Using “Passion Projects” To Teach Motivation


Last year, my oldest son came home from school with a big grin on his face. “Mom, I get to pick my own project at school. They are giving us time to do something called a ‘passion project.’ It’s going to be so easy.” In his mind, he was totally phoning it in. But in the weeks to follow, he created a proposal, spent 4-5 hours a week at his local gymnastics studio practicing a new tumbling move, edited film of the trick, and presented the video to his class. Not exactly phoning it in. It required organizational skills, time management, frustration tolerance, and the ability to adjust the plan when things weren’t working – all important skills for him to be successful when he eventually enters adulthood.

Schools across the nation, and now parents instructing at home, are picking up on the growing trend of “passion projects” or a “genius hour” in which students explore their own passions and are encouraged to promote creativity in the classroom. The search-engine giant, Google, has a similar program in place with its engineers. They encourage 20% of their engineer’s time to be working on any pet project they choose. The idea is very simple: allow people to work on something that interests them, give them the flexibility to be curious without fear of failure, and productivity will go up. 

How To Promote “Passion Projects” At Home

Provide (Flexible) Structure

Allow your child to choose the topic and goal for the project, and then help your child focus and problem solve while they work towards learning and completion. Depending on their age and developmental level, project sessions could range from 5-10 minutes to 1-2 hours, with varying needs of support. Do they need help with brainstorming? Trips to the store for supplies? Lessons with power tools (the Arizona Science Center has you covered!)? 

Take Your Child’s Direction, Even If It Will Lead Off Course

One of the best parts of a passion project is that you’ll get to learn alongside your child as you coach, conference, and reflect throughout the process. Allow your child to take the lead. Sometimes this may mean a course correction will be necessary. Course correcting, or “Failing Forward,” helps your child build frustration tolerance and see that they are able to work through setbacks and overcome roadblocks through flexible thinking. 

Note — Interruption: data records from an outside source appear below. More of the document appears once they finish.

use std::collections::VecDeque;

use tracing::{debug, trace};

use crate::{
    automaton::{Dfa, State, StateIndex},
    math::Partition,
};

// A block is the slice elements[start..end]. During a refinement step the marked elements of
// a block are moved to its front, so elements[start..start + marked] are the marked ones.
#[derive(Debug, Clone, Copy, PartialEq, Eq)]
struct Block {
    start: usize,
    end: usize,
    marked: usize,
}

impl Block {
    fn len(&self) -> usize {
        self.end - self.start
    }
}

/// A partition of the states `0..n` into disjoint, non-empty blocks, which can only ever be
/// refined. Splitting off the marked part of a block takes time proportional to the size of
/// that part.
#[derive(Debug, Clone)]
pub(crate) struct RefinablePartition {
    // concatenation of all blocks
    elements: Vec<StateIndex>,
    // position of a state in `elements`
    location: Vec<usize>,
    // block that a state belongs to
    block_of: Vec<usize>,
    blocks: Vec<Block>,
}

impl RefinablePartition {
    /// Creates the partition with a single block containing all `n > 0` elements.
    pub(crate) fn new(n: usize) -> Self {
        debug_assert!(n > 0);
        Self {
            elements: (0..n).collect(),
            location: (0..n).collect(),
            block_of: vec![0; n],
            blocks: vec![Block {
                start: 0,
                end: n,
                marked: 0,
            }],
        }
    }

    pub(crate) fn num_blocks(&self) -> usize {
        self.blocks.len()
    }

    pub(crate) fn block_size(&self, block: usize) -> usize {
        self.blocks[block].len()
    }

    pub(crate) fn members(&self, block: usize) -> &[StateIndex] {
        let Block { start, end, .. } = self.blocks[block];
        &self.elements[start..end]
    }

    pub(crate) fn block_of(&self, q: StateIndex) -> usize {
        self.block_of[q]
    }

    /// Marks `q`, which must not be marked already. Returns true if `q` is the first marked
    /// element of its block.
    pub(crate) fn mark(&mut self, q: StateIndex) -> bool {
        let block = &mut self.blocks[self.block_of[q]];
        let position = self.location[q];
        let first_unmarked = block.start + block.marked;
        debug_assert!(position >= first_unmarked, "{q} is marked twice");

        let other = self.elements[first_unmarked];
        self.elements.swap(position, first_unmarked);
        self.location[q] = first_unmarked;
        self.location[other] = position;

        block.marked += 1;
        block.marked == 1
    }

    /// Splits the marked elements of `block` off into a new block and returns the id of the
    /// new block. If either all or none of the elements are marked, nothing is split. In any
    /// case the marks of `block` are cleared.
    pub(crate) fn split_marked(&mut self, block: usize) -> Option<usize> {
        let Block { start, end, marked } = self.blocks[block];
        self.blocks[block].marked = 0;
        if marked == 0 || marked == end - start {
            return None;
        }

        let new = self.blocks.len();
        self.blocks.push(Block {
            start,
            end: start + marked,
            marked: 0,
        });
        self.blocks[block].start = start + marked;
        for &q in &self.elements[start..start + marked] {
            self.block_of[q] = new;
        }
        Some(new)
    }
}

/// Hopcroft's partition refinement for a [`Dfa`] whose transitions may be partial. If some
/// transition is undefined, the automaton is completed with an additional rejecting sink
/// state which has index `dfa.size()` and loops on every symbol.
#[derive(Debug)]
pub(crate) struct Hopcroft<'a> {
    dfa: &'a Dfa,
    sink: Option<StateIndex>,
    partition: RefinablePartition,
    // predecessors[c][q] are the states with a transition on the c-th symbol into q
    predecessors: Vec<Vec<Vec<StateIndex>>>,
    worklist: VecDeque<usize>,
    pending: Vec<bool>,
}

impl<'a> Hopcroft<'a> {
    pub(crate) fn new(dfa: &'a Dfa) -> Self {
        let sink = (!dfa.is_complete()).then_some(dfa.size());
        let n = dfa.size() + usize::from(sink.is_some());

        let mut predecessors = vec![vec![vec![]; n]; dfa.alphabet().len()];
        for (c, &sym) in dfa.alphabet().iter().enumerate() {
            for q in 0..n {
                let target = dfa
                    .successor(q, sym)
                    .or(sink)
                    .expect("only incomplete automata have undefined transitions");
                predecessors[c][target].push(q);
            }
        }

        Self {
            dfa,
            sink,
            partition: RefinablePartition::new(n),
            predecessors,
            worklist: VecDeque::new(),
            pending: vec![],
        }
    }

    fn push(&mut self, block: usize) {
        if self.pending.len() <= block {
            self.pending.resize(block + 1, false);
        }
        if !self.pending[block] {
            self.pending[block] = true;
            self.worklist.push_back(block);
        }
    }

    fn pop(&mut self) -> Option<usize> {
        let block = self.worklist.pop_front()?;
        self.pending[block] = false;
        Some(block)
    }

    fn is_pending(&self, block: usize) -> bool {
        self.pending.get(block).copied().unwrap_or(false)
    }

    /// Splits the states into accepting and rejecting ones and seeds the worklist with the
    /// smaller of the two blocks, or with the only block if all states agree.
    fn initialize(&mut self) {
        for q in self.dfa.state_indices().filter(|&q| self.dfa.is_accepting(q)) {
            self.partition.mark(q);
        }

        match self.partition.split_marked(0) {
            None => {
                trace!("all states agree on acceptance, starting from a single block");
                self.push(0);
            }
            Some(accepting) => {
                let rejecting = 0;
                if self.partition.block_size(accepting) <= self.partition.block_size(rejecting) {
                    self.push(accepting);
                } else {
                    self.push(rejecting);
                }
            }
        }
    }

    fn refine_with(&mut self, splitter: &[StateIndex]) {
        for c in 0..self.predecessors.len() {
            let mut touched = vec![];
            for &p in splitter {
                for &q in &self.predecessors[c][p] {
                    if self.partition.mark(q) {
                        touched.push(self.partition.block_of(q));
                    }
                }
            }

            for block in touched {
                let Some(new) = self.partition.split_marked(block) else {
                    continue;
                };
                trace!(
                    "split {:?} off block {block} on symbol {}",
                    self.partition.members(new),
                    self.dfa.alphabet()[c]
                );
                if self.is_pending(block)
                    || self.partition.block_size(new) <= self.partition.block_size(block)
                {
                    self.push(new);
                } else {
                    self.push(block);
                }
            }
        }
    }

    /// Refines the partition until the worklist is empty. The blocks of the result are the
    /// classes of the Myhill-Nerode equivalence on the states, including the sink if there
    /// is one.
    pub(crate) fn refine(mut self) -> Refined {
        self.initialize();
        while let Some(block) = self.pop() {
            let splitter = self.partition.members(block).to_vec();
            self.refine_with(&splitter);
        }
        debug!(
            "partition refinement found {} classes among {} states",
            self.partition.num_blocks(),
            self.dfa.size()
        );
        Refined {
            sink: self.sink,
            partition: self.partition,
        }
    }
}

/// The outcome of [`Hopcroft::refine`].
#[derive(Debug)]
pub(crate) struct Refined {
    sink: Option<StateIndex>,
    partition: RefinablePartition,
}

impl Refined {
    /// The block of states from which no word is accepted, if some transition is undefined.
    fn sink_block(&self) -> Option<usize> {
        self.sink.map(|sink| self.partition.block_of(sink))
    }

    fn into_partition(self) -> Partition<StateIndex> {
        let sink = self.sink;
        let partition = self.partition;
        Partition::new(
            (0..partition.num_blocks())
                .map(|b| {
                    partition
                        .members(b)
                        .iter()
                        .copied()
                        .filter(|&q| Some(q) != sink)
                        .collect::<Vec<_>>()
                })
                .filter(|class| !class.is_empty()),
        )
    }
}

/// Computes the Myhill-Nerode classes of the states of `dfa`.
pub(crate) fn equivalence_classes(dfa: &Dfa) -> Partition<StateIndex> {
    Hopcroft::new(dfa).refine().into_partition()
}

/// Builds the quotient of `dfa` under its Myhill-Nerode equivalence. Each block becomes one
/// state whose acceptance and transitions are those of an arbitrary member, the blocks are
/// visited breadth-first from the block containing the initial state. Transitions into the
/// block of the sink are left undefined, so states that cannot reach an accepting state
/// disappear unless the initial state is one of them.
pub(crate) fn hopcroft_minimize(dfa: &Dfa) -> Dfa {
    let refined = Hopcroft::new(dfa).refine();
    let sink_block = refined.sink_block();
    let partition = &refined.partition;

    let initial = partition.block_of(dfa.initial());
    if Some(initial) == sink_block {
        trace!("the automaton accepts no word");
        return Dfa::new(vec![State::new(false)], 0, dfa.alphabet().to_vec());
    }

    let mut index: Vec<Option<StateIndex>> = vec![None; partition.num_blocks()];
    index[initial] = Some(0);
    let mut queue = VecDeque::from([initial]);
    let mut states = Vec::with_capacity(partition.num_blocks());

    while let Some(block) = queue.pop_front() {
        // only the block of the sink may contain the sink
        let members = partition.members(block);
        let representative = members[0];
        let target_block = |q: StateIndex, sym| {
            dfa.successor(q, sym)
                .map_or(sink_block, |p| Some(partition.block_of(p)))
        };
        debug_assert!(members.iter().all(|&q| {
            dfa.is_accepting(q) == dfa.is_accepting(representative)
                && dfa
                    .alphabet()
                    .iter()
                    .all(|&sym| target_block(q, sym) == target_block(representative, sym))
        }));

        let mut state = State::new(dfa.is_accepting(representative));
        for (sym, p) in dfa.transitions_from(representative) {
            let target = partition.block_of(p);
            if Some(target) == sink_block {
                continue;
            }
            let target = match index[target] {
                Some(idx) => idx,
                None => {
                    let idx = states.len() + queue.len() + 1;
                    index[target] = Some(idx);
                    queue.push_back(target);
                    idx
                }
            };
            state.add_transition(sym, target);
        }
        states.push(state);
    }

    Dfa::new(states, 0, dfa.alphabet().to_vec())
}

Help Your Child Recognize & Develop Intrinsic Rewards

One of the best ways to develop intrinsic, or internal motivation, is to feed curiosity. Passion projects are a great way to do this. Help your child recognize those internal cues of satisfaction, pleasure, and excitement by asking direct questions about their internal experience. What was it like to hit a roadblock? How did it feel when you came up with that workaround? Does this project create excitement to learn about other things in the future? Does it make you less interested in certain topics that you thought you’d be into? This also helps you to understand your child’s internal motivators so that you can more effectively help them push through frustrations.

My boys have both had various “passions” throughout the years. We’ve had magic trick studies that could rival David Blaine, model train stints, several “entrepreneurial business startups” and a deep-dive into chickens (they still live in the backyard and eat all of our refuse). Even when the passions shift or the flame doesn’t fully ignite, I take pleasure in knowing that my boys are developing the motivation to learn for learning’s sake and I’m glad that their school is teaching them to do the same.